For Olympus Capital, investing in CreditAccess means it is backing a regulated player with fewer political risks, given the clamp downs seen across the region in recent years, from Japan to India.
“As an organized and regulated player you are replacing curb-side lending … you’re marching very much in step with government policy and extending credit to sectors that are under banked,” Mintz said.
Over half of the world’s unbanked population resides in Asia, according to the World Bank. India and Southeast Asia, where CreditAccess Asia operates, have a combined population of about two billion people and more than 200 million households.
CreditAccess Asia raised 40 million euros in 2014 and has said it plans to IPO in 2017, according to its website.
Small is beautiful
Microfinance is a highly underpenetrated and potentially profitable business with high barriers to entry. Loan spreads are high and delinquencies are usually low.
The collection efficiency for most microfinance institutions in India is greater than 99%. That makes a high return on equity possible. 20% is achievable, said Morgan Stanley analysts in a research note.
The industry generally deals in small-ticket loans of between $35 and $250 to low-income segments such as farmers and corner shops. The financiers need extensive networks to go into villages and ensure repayment.

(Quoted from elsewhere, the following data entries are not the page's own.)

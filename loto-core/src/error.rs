use serde::{Deserialize, Serialize};
use thiserror::Error;

pub type Result<T> = std::result::Result<T, LotoError>;

#[derive(Error, Debug)]
pub enum LotoError {
    #[error("Lottery not found: {lottery_id}")]
    NotFound { lottery_id: String },

    #[error("Invalid combination: {0}")]
    InvalidCombination(String),

    #[error("Combination repeated in block at positions {positions:?}")]
    DuplicateInBlock { positions: Vec<usize> },

    #[error("Generation exhausted: requested {requested}, only {available} possible")]
    GenerationExhausted { requested: usize, available: u128 },

    #[error("Invalid request: {0}")]
    InvalidRequest(String),

    #[error("Conflict: {0}")]
    Conflict(String),

    #[error("Storage error: {0}")]
    Storage(#[from] rusqlite::Error),

    #[error("Serialization error: {0}")]
    Serialization(#[from] serde_json::Error),

    #[error("Invalid configuration: {0}")]
    Config(String),

    #[error("IO error: {0}")]
    Io(#[from] std::io::Error),

    #[error("Internal error: {0}")]
    Internal(String),
}

impl LotoError {
    pub fn not_found(lottery_id: impl Into<String>) -> Self {
        Self::NotFound {
            lottery_id: lottery_id.into(),
        }
    }

    pub fn invalid_combination(msg: impl Into<String>) -> Self {
        Self::InvalidCombination(msg.into())
    }

    pub fn invalid_request(msg: impl Into<String>) -> Self {
        Self::InvalidRequest(msg.into())
    }

    pub fn conflict(msg: impl Into<String>) -> Self {
        Self::Conflict(msg.into())
    }

    pub fn config(msg: impl Into<String>) -> Self {
        Self::Config(msg.into())
    }

    pub fn internal(msg: impl Into<String>) -> Self {
        Self::Internal(msg.into())
    }

    pub fn kind(&self) -> ErrorKind {
        match self {
            Self::NotFound { .. } => ErrorKind::NotFound,
            Self::InvalidCombination(_) => ErrorKind::InvalidCombination,
            Self::DuplicateInBlock { .. } => ErrorKind::DuplicateInBlock,
            Self::GenerationExhausted { .. } => ErrorKind::GenerationExhausted,
            Self::InvalidRequest(_) | Self::Serialization(_) => ErrorKind::InvalidRequest,
            Self::Conflict(_) => ErrorKind::Conflict,
            Self::Storage(_) | Self::Io(_) => ErrorKind::Storage,
            Self::Config(_) => ErrorKind::Config,
            Self::Internal(_) => ErrorKind::Internal,
        }
    }

    pub fn to_payload(&self) -> ErrorPayload {
        ErrorPayload {
            kind: self.kind(),
            message: self.to_string(),
        }
    }
}

/// Failure category exposed to callers.
#[derive(Debug, Clone, Copy, PartialEq, Eq, Serialize, Deserialize)]
pub enum ErrorKind {
    NotFound,
    InvalidCombination,
    DuplicateInBlock,
    GenerationExhausted,
    InvalidRequest,
    Conflict,
    Storage,
    Config,
    Internal,
}

/// Serialized `{kind, message}` form of an error.
#[derive(Debug, Clone, PartialEq, Eq, Serialize, Deserialize)]
pub struct ErrorPayload {
    pub kind: ErrorKind,
    pub message: String,
}
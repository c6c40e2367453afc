use loto_core::LotoEngine;
use std::convert::Infallible;
use std::sync::Arc;
use warp::Filter;

/// Request bodies above this size are rejected.
pub const BODY_LIMIT: u64 = 256 * 1024;

pub fn with_engine(
    engine: Arc<LotoEngine>,
) -> impl Filter<Extract = (Arc<LotoEngine>,), Error = Infallible> + Clone {
    warp::any().map(move || Arc::clone(&engine))
}

pub fn json_body<T>() -> impl Filter<Extract = (T,), Error = warp::Rejection> + Clone
where
    T: serde::de::DeserializeOwned + Send,
{
    warp::body::content_length_limit(BODY_LIMIT).and(warp::body::json())
}
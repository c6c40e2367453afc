//! Plain-text draw history parsing.
//!
//! One draw per line, for example `2024-03-02 03 14 15 22 35 41 (07)`. The
//! date prefix is optional. A parenthesized number is the bonus ball: it
//! becomes the special ball when the lottery has one and is dropped
//! otherwise. Separators may be spaces, commas or semicolons.

use crate::rules::LotteryRule;
use crate::types::Combination;
use chrono::NaiveDate;
use serde::Serialize;
use std::collections::HashSet;

#[derive(Debug, Clone, PartialEq, Eq, Serialize)]
#[serde(rename_all = "camelCase")]
pub struct ParsedDraw {
    pub line: usize,
    pub drawn_on: Option<NaiveDate>,
    pub combination: Combination,
}

#[derive(Debug, Clone, Default, Serialize)]
#[serde(rename_all = "camelCase")]
pub struct ParsedHistory {
    /// Distinct draws in input order.
    pub draws: Vec<ParsedDraw>,
    /// Repeats of an earlier line, kept out of `draws`.
    pub duplicates: Vec<ParsedDraw>,
    /// Line numbers that did not hold a valid combination.
    pub skipped: Vec<usize>,
}

pub fn parse_history(text: &str, rule: &LotteryRule) -> ParsedHistory {
    let mut parsed = ParsedHistory::default();
    let mut seen = HashSet::new();

    for (idx, raw) in text.lines().enumerate() {
        let line_no = idx + 1;
        let line = raw.trim();
        if line.is_empty() {
            continue;
        }

        let Some(entry) = parse_line(line, line_no, rule) else {
            tracing::debug!("Skipping history line {}: {:?}", line_no, line);
            parsed.skipped.push(line_no);
            continue;
        };

        if seen.insert(entry.combination.clone()) {
            parsed.draws.push(entry);
        } else {
            parsed.duplicates.push(entry);
        }
    }

    parsed
}

fn parse_line(line: &str, line_no: usize, rule: &LotteryRule) -> Option<ParsedDraw> {
    let (drawn_on, rest) = match line.get(..10).and_then(|p| NaiveDate::parse_from_str(p, "%Y-%m-%d").ok()) {
        Some(date) => (Some(date), &line[10..]),
        None => (None, line),
    };

    let mut main = String::with_capacity(rest.len());
    let mut bonus = String::new();
    let mut in_parens = false;
    for ch in rest.chars() {
        match ch {
            '(' => in_parens = true,
            ')' => {
                in_parens = false;
                main.push(' ');
            }
            c if in_parens => bonus.push(c),
            c => main.push(c),
        }
    }

    let numbers = small_numbers(&main);
    if numbers.len() != rule.picks {
        return None;
    }

    let special = match rule.special {
        Some(_) => Some(*small_numbers(&bonus).first()?),
        None => None,
    };

    let combination = Combination::new(numbers, special);
    rule.is_valid(&combination).then_some(ParsedDraw {
        line: line_no,
        drawn_on,
        combination,
    })
}

/// Tokens of one or two digits; longer digit runs are ignored.
fn small_numbers(text: &str) -> Vec<u8> {
    text.split(|c: char| !c.is_ascii_digit())
        .filter(|token| !token.is_empty() && token.len() <= 2)
        .filter_map(|token| token.parse().ok())
        .collect()
}
use crate::error::Result;
use crate::storage::Storage;
use crate::types::Combination;
use chrono::{DateTime, Utc};
use rusqlite::params;
use serde::{Deserialize, Serialize};
use std::collections::HashSet;

/// A combination handed out by a generation batch.
#[derive(Debug, Clone, PartialEq, Eq, Serialize, Deserialize)]
#[serde(rename_all = "camelCase")]
pub struct ProposalRecord {
    pub batch_id: String,
    pub combination: Combination,
    pub is_star: bool,
    pub created_at: DateTime<Utc>,
}

pub struct ProposalStore<'a> {
    storage: &'a Storage,
}

impl<'a> ProposalStore<'a> {
    pub fn new(storage: &'a Storage) -> Self {
        Self { storage }
    }

    /// Record a batch of proposals. `stars` holds the positions of star
    /// combinations within `combinations`.
    pub async fn record(
        &self,
        lottery_id: &str,
        batch_id: &str,
        combinations: &[Combination],
        stars: &HashSet<usize>,
    ) -> Result<()> {
        let mut conn = self.storage.get_connection().await;
        let tx = conn.transaction()?;
        let now = Utc::now().timestamp();

        for (i, combination) in combinations.iter().enumerate() {
            tx.execute(
                "INSERT INTO proposals (lottery_id, batch_id, numbers, special, is_star, created_at)
                 VALUES (?1, ?2, ?3, ?4, ?5, ?6)",
                params![
                    lottery_id,
                    batch_id,
                    serde_json::to_string(combination.numbers())?,
                    combination.special(),
                    stars.contains(&i),
                    now,
                ],
            )?;
        }
        tx.commit()?;

        tracing::info!(
            "Recorded {} proposals for '{}' in batch {}",
            combinations.len(),
            lottery_id,
            batch_id
        );
        Ok(())
    }

    pub async fn load(&self, lottery_id: &str) -> Result<Vec<ProposalRecord>> {
        let conn = self.storage.get_connection().await;

        let mut stmt = conn.prepare(
            "SELECT batch_id, numbers, special, is_star, created_at
             FROM proposals WHERE lottery_id = ?1 ORDER BY created_at ASC, rowid ASC",
        )?;

        let rows = stmt.query_map(params![lottery_id], |row| {
            let batch_id: String = row.get(0)?;
            let numbers: String = row.get(1)?;
            let special: Option<u8> = row.get(2)?;
            let is_star: bool = row.get(3)?;
            let created_at: i64 = row.get(4)?;
            Ok((batch_id, numbers, special, is_star, created_at))
        })?;

        let mut records = Vec::new();
        for row in rows {
            let (batch_id, numbers, special, is_star, created_at) = row?;
            let numbers: Vec<u8> = serde_json::from_str(&numbers)?;

            records.push(ProposalRecord {
                batch_id,
                combination: Combination::new(numbers, special),
                is_star,
                created_at: DateTime::from_timestamp(created_at, 0).unwrap_or_default(),
            });
        }

        Ok(records)
    }

    /// Every combination ever proposed for a lottery.
    pub async fn load_set(&self, lottery_id: &str) -> Result<HashSet<Combination>> {
        Ok(self
            .load(lottery_id)
            .await?
            .into_iter()
            .map(|record| record.combination)
            .collect())
    }
}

It is a manpower-intensive business, involving doorstep delivery, cash disbursements, and cash collections. Loans are typically low-ticket and short-tenor, so the loan book-to-employee ratio is low compared with most other lending businesses.

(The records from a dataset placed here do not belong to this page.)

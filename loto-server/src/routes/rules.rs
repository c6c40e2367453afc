use crate::errors::reject;
use crate::utils::with_engine;
use loto_core::LotoEngine;
use std::sync::Arc;
use warp::{Filter, Rejection, Reply};

pub async fn list_rules(engine: Arc<LotoEngine>) -> Result<impl Reply, Rejection> {
    Ok(warp::reply::json(&engine.rules()))
}

pub async fn get_rule(engine: Arc<LotoEngine>, lottery_id: String) -> Result<impl Reply, Rejection> {
    let rule = engine.rule(&lottery_id).map_err(reject)?;
    Ok(warp::reply::json(rule))
}

pub fn routes(engine: Arc<LotoEngine>) -> warp::filters::BoxedFilter<(impl Reply,)> {
    let list_route = {
        let engine = Arc::clone(&engine);
        warp::path!("rules")
            .and(warp::get())
            .and(with_engine(engine))
            .and_then(|engine: Arc<LotoEngine>| async move { list_rules(engine).await })
            .boxed()
    };

    let get_route = warp::path!("rules" / String)
        .and(warp::get())
        .and(with_engine(engine))
        .and_then(|lottery_id: String, engine: Arc<LotoEngine>| async move {
            get_rule(engine, lottery_id).await
        })
        .boxed();

    list_route.or(get_route).boxed()
}
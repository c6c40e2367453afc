pub mod draw_store;
pub mod proposal_store;

pub use draw_store::DrawStore;
pub use proposal_store::{ProposalRecord, ProposalStore};

use crate::error::{LotoError, Result};
use rusqlite::Connection;
use std::path::Path;
use tokio::sync::Mutex;

pub struct Storage {
    conn: Mutex<Connection>,
}

impl Storage {
    pub async fn new(db_path: &Path) -> Result<Self> {
        if let Some(parent) = db_path.parent() {
            tokio::fs::create_dir_all(parent)
                .await
                .map_err(|e| LotoError::internal(format!("Failed to create directory: {}", e)))?;
        }

        let conn = Connection::open(db_path)?;
        let storage = Self {
            conn: Mutex::new(conn),
        };

        storage.init_schema().await?;
        Ok(storage)
    }

    async fn init_schema(&self) -> Result<()> {
        let conn = self.conn.lock().await;

        // Draws table
        conn.execute(
            "CREATE TABLE IF NOT EXISTS draws (
                lottery_id TEXT NOT NULL,
                sequence INTEGER NOT NULL,
                drawn_on TEXT,
                numbers TEXT NOT NULL,
                special INTEGER,
                created_at INTEGER NOT NULL,
                PRIMARY KEY (lottery_id, sequence)
            )",
            [],
        )?;

        // Proposals table
        conn.execute(
            "CREATE TABLE IF NOT EXISTS proposals (
                lottery_id TEXT NOT NULL,
                batch_id TEXT NOT NULL,
                numbers TEXT NOT NULL,
                special INTEGER,
                is_star INTEGER NOT NULL DEFAULT 0,
                created_at INTEGER NOT NULL
            )",
            [],
        )?;

        conn.execute(
            "CREATE INDEX IF NOT EXISTS idx_proposals_lottery ON proposals (lottery_id)",
            [],
        )?;

        Ok(())
    }

    pub async fn get_connection(&self) -> tokio::sync::MutexGuard<'_, Connection> {
        self.conn.lock().await
    }
}
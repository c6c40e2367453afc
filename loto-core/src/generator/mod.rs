pub mod blocks;

pub use blocks::{generate_blocks, GeneratedBlock};

use crate::criteria::CriteriaContext;
use crate::error::{LotoError, Result};
use crate::history::History;
use crate::rules::LotteryRule;
use crate::types::Combination;
use rand::seq::{index, SliceRandom};
use rand::Rng;
use std::collections::HashSet;

/// Candidate draws allowed per requested combination before giving up.
pub const DEFAULT_MAX_ATTEMPTS: usize = 10_000;

/// Below this many free combinations the whole space is enumerated instead
/// of sampled.
const ENUMERATION_LIMIT: u128 = 50_000;

#[derive(Debug, Clone, Copy)]
pub struct GenerationOptions<'a> {
    /// Never produce a combination equal to one of these draws.
    pub avoid_history: Option<&'a History>,
    /// Extra combinations to avoid, such as earlier proposals.
    pub exclude: Option<&'a HashSet<Combination>>,
    /// Only keep candidates passing the statistical criteria.
    pub criteria: Option<CriteriaContext<'a>>,
    pub max_attempts: usize,
}

impl Default for GenerationOptions<'_> {
    fn default() -> Self {
        Self {
            avoid_history: None,
            exclude: None,
            criteria: None,
            max_attempts: DEFAULT_MAX_ATTEMPTS,
        }
    }
}

impl<'a> GenerationOptions<'a> {
    pub fn avoiding(history: &'a History) -> Self {
        Self {
            avoid_history: Some(history),
            ..Self::default()
        }
    }

    fn is_excluded(&self, combination: &Combination) -> bool {
        self.avoid_history.is_some_and(|h| h.contains(combination))
            || self.exclude.is_some_and(|e| e.contains(combination))
    }

    fn accepts(&self, combination: &Combination) -> bool {
        !self.is_excluded(combination) && self.criteria.map_or(true, |c| c.passes(combination))
    }

    /// Distinct valid combinations ruled out before any sampling.
    fn excluded_count(&self, rule: &LotteryRule) -> usize {
        let mut excluded: HashSet<&Combination> = HashSet::new();
        if let Some(history) = self.avoid_history {
            excluded.extend(history.combinations());
        }
        if let Some(extra) = self.exclude {
            excluded.extend(extra.iter());
        }
        excluded.into_iter().filter(|c| rule.is_valid(c)).count()
    }
}

/// Produces `count` distinct valid combinations, none equal to a draw of
/// `avoid_history` when given.
pub fn generate<R: Rng>(
    rule: &LotteryRule,
    count: usize,
    avoid_history: Option<&History>,
    rng: &mut R,
) -> Result<Vec<Combination>> {
    let options = GenerationOptions {
        avoid_history,
        ..GenerationOptions::default()
    };
    generate_with(rule, count, &options, rng)
}

pub fn generate_with<R: Rng>(
    rule: &LotteryRule,
    count: usize,
    options: &GenerationOptions<'_>,
    rng: &mut R,
) -> Result<Vec<Combination>> {
    let available = rule
        .space_size()
        .saturating_sub(options.excluded_count(rule) as u128);

    if count as u128 > available {
        tracing::warn!(
            "Cannot generate {} combinations for '{}': {} available",
            count,
            rule.id,
            available
        );
        return Err(LotoError::GenerationExhausted {
            requested: count,
            available,
        });
    }

    if count == 0 {
        return Ok(Vec::new());
    }

    if available <= ENUMERATION_LIMIT && count as u128 * 2 > available {
        return pick_from_space(rule, count, options, rng);
    }

    let budget = options.max_attempts.max(1).saturating_mul(count);
    let mut seen = HashSet::with_capacity(count);
    let mut out = Vec::with_capacity(count);
    let mut attempts = 0;

    while out.len() < count {
        if attempts >= budget {
            tracing::warn!(
                "Gave up on '{}' after {} attempts with {}/{} combinations",
                rule.id,
                attempts,
                out.len(),
                count
            );
            return Err(LotoError::GenerationExhausted {
                requested: count,
                available: out.len() as u128,
            });
        }
        attempts += 1;

        let candidate = random_combination(rule, rng);
        if options.accepts(&candidate) && seen.insert(candidate.clone()) {
            out.push(candidate);
        }
    }

    tracing::debug!(
        "Generated {} combinations for '{}' in {} attempts",
        count,
        rule.id,
        attempts
    );
    Ok(out)
}

/// Uniform draw over the rule's valid space.
pub fn random_combination<R: Rng>(rule: &LotteryRule, rng: &mut R) -> Combination {
    let numbers = if rule.distinct {
        index::sample(rng, rule.range.size(), rule.picks)
            .into_iter()
            .map(|i| rule.range.min + i as u8)
            .collect()
    } else {
        // stars and bars: k distinct slots out of n + k - 1 map onto one multiset
        let mut slots = index::sample(rng, rule.range.size() + rule.picks - 1, rule.picks).into_vec();
        slots.sort_unstable();
        slots
            .into_iter()
            .enumerate()
            .map(|(i, slot)| rule.range.min + (slot - i) as u8)
            .collect()
    };
    Combination::new(numbers, random_special(rule, rng))
}

pub(crate) fn random_special<R: Rng>(rule: &LotteryRule, rng: &mut R) -> Option<u8> {
    rule.special.map(|s| rng.gen_range(s.min..=s.max))
}

fn pick_from_space<R: Rng>(
    rule: &LotteryRule,
    count: usize,
    options: &GenerationOptions<'_>,
    rng: &mut R,
) -> Result<Vec<Combination>> {
    let mut candidates: Vec<Combination> = enumerate_space(rule)
        .into_iter()
        .filter(|c| options.accepts(c))
        .collect();

    if candidates.len() < count {
        return Err(LotoError::GenerationExhausted {
            requested: count,
            available: candidates.len() as u128,
        });
    }

    let (picked, _) = candidates.partial_shuffle(rng, count);
    Ok(picked.to_vec())
}

/// Every valid combination of a small rule.
pub(crate) fn enumerate_space(rule: &LotteryRule) -> Vec<Combination> {
    let values: Vec<u8> = rule.range.iter().collect();
    let mut sets = Vec::new();
    collect_sets(&values, rule.picks, rule.distinct, 0, &mut Vec::new(), &mut sets);

    match rule.special {
        None => sets
            .into_iter()
            .map(|numbers| Combination::new(numbers, None))
            .collect(),
        Some(special) => sets
            .into_iter()
            .flat_map(|numbers| {
                special
                    .iter()
                    .map(move |s| Combination::new(numbers.clone(), Some(s)))
            })
            .collect(),
    }
}

fn collect_sets(
    values: &[u8],
    k: usize,
    distinct: bool,
    start: usize,
    current: &mut Vec<u8>,
    out: &mut Vec<Vec<u8>>,
) {
    if current.len() == k {
        out.push(current.clone());
        return;
    }
    for i in start..values.len() {
        current.push(values[i]);
        collect_sets(values, k, distinct, if distinct { i + 1 } else { i }, current, out);
        current.pop();
    }
}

CreditAccess Asia employs some 5,400 people across more than 450 branches.
Scale and solid auditing systems are therefore imperative to keeping a lid on operating costs. Loans are generally unsecured and hence write-offs can be almost 100% in the event of poor underwriting.
“This is not a sexy, big-ticket business. You have to grind it out and have really good systems and a lot of employees,” Mintz said.
Big commercial banks have generally eschewed microfinance given the cumbersome and costly nature of dealing with small-ticket loans. However, Mintz noted that if a company can identify profitable patterns of repayment in certain segments of society then the yield can be much higher than with big loans to big corporations.
“Groups of women that co-sign with each other and use the money for small craft enterprises have incredibly low default rates,” he said, by way of example.
Amsterdam-headquartered CreditAccess Asia is already profitable with more than 1.3 million clients and a loans portfolio that more than doubled last year to €240 million ($258.9 million) and is expected to grow by another 50%-plus in the current fiscal year to March 31, CreditAccess Asia’s Brichetti told FinanceAsia.
Olympus Capital Asia will have a seat on the company’s board.